Poor Mrs Clay did not dare to open her mouth, though she in her secret heart felt as indignant about it as Mr Howroyd.
But Sarah had no such qualms. 'You'll have to redecorate this room if you're going to smoke here, and you'll have to find us another drawing-room. Ladies don't sit in a drawing-room where men smoke,' she said.
'Daughters sit where their parents tell them, if they're worthy of the name of daughters.—But, if you don't mind, Mark, we'll go into your study; we can talk better alone,' said her uncle before Sarah's father could say anything.
Whether motives of economy moved him, or whether it was a certain influence which Bill Howroyd, as he was familiarly called, had over most people, Mark Clay got up from his seat, saying, 'Yes, we'll be better without that pert lass's company, Bill,' and led the way to his study.
'That's a blessing!' said Sarah. 'A nice state of things it would be if father took to smoking his horrid pipe here.'
'It would ruin the rose-coloured brocade, and the curtains would smell 'orrid,' said her mother.

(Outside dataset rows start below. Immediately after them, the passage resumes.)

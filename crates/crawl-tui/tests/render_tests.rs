use crossterm::event::{Event, KeyCode, KeyEvent, KeyModifiers};
use ratatui::Terminal;
use ratatui::backend::TestBackend;

use crawl_core::GameState;
use crawl_core::world::GameOptions;
use crawl_tui::App;

fn screen_text(app: &App) -> String {
    let mut terminal = Terminal::new(TestBackend::new(80, 14)).unwrap();
    terminal.draw(|frame| app.render(frame)).unwrap();
    let buffer = terminal.backend().buffer();
    let area = buffer.area;
    let mut text = String::new();
    for y in 0..area.height {
        for x in 0..area.width {
            text.push_str(buffer[(x, y)].symbol());
        }
        text.push('\n');
    }
    text
}

#[test]
fn test_fresh_screen_shows_hud() {
    let app = App::new(GameState::new(), GameOptions::default());
    let text = screen_text(&app);
    assert!(text.contains("Inventory"));
    assert!(text.contains("(empty)"));
    assert!(text.contains("Entered the dungeon."));
    assert!(text.contains('@'));
}

#[test]
fn test_game_over_banner() {
    let state = GameState::with_template(&["SE"]).unwrap();
    let mut app = App::new(state, GameOptions::default());
    app.handle_event(Event::Key(KeyEvent::new(KeyCode::Right, KeyModifiers::NONE)));
    assert!(app.state().is_game_over());
    let text = screen_text(&app);
    assert!(text.contains("r to play again"));
}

'That wouldn't be so bad as not having a single room free from him,' said Sarah, and then added to her brother, who got up at the time, 'Where are you going, George?'
'To have a smoke,' he replied.
'You can smoke your cigarette here, dear; no one would smell that,' said the fond mother.
'Thank you, mother; but I thought of smoking with my father and uncle,' he replied.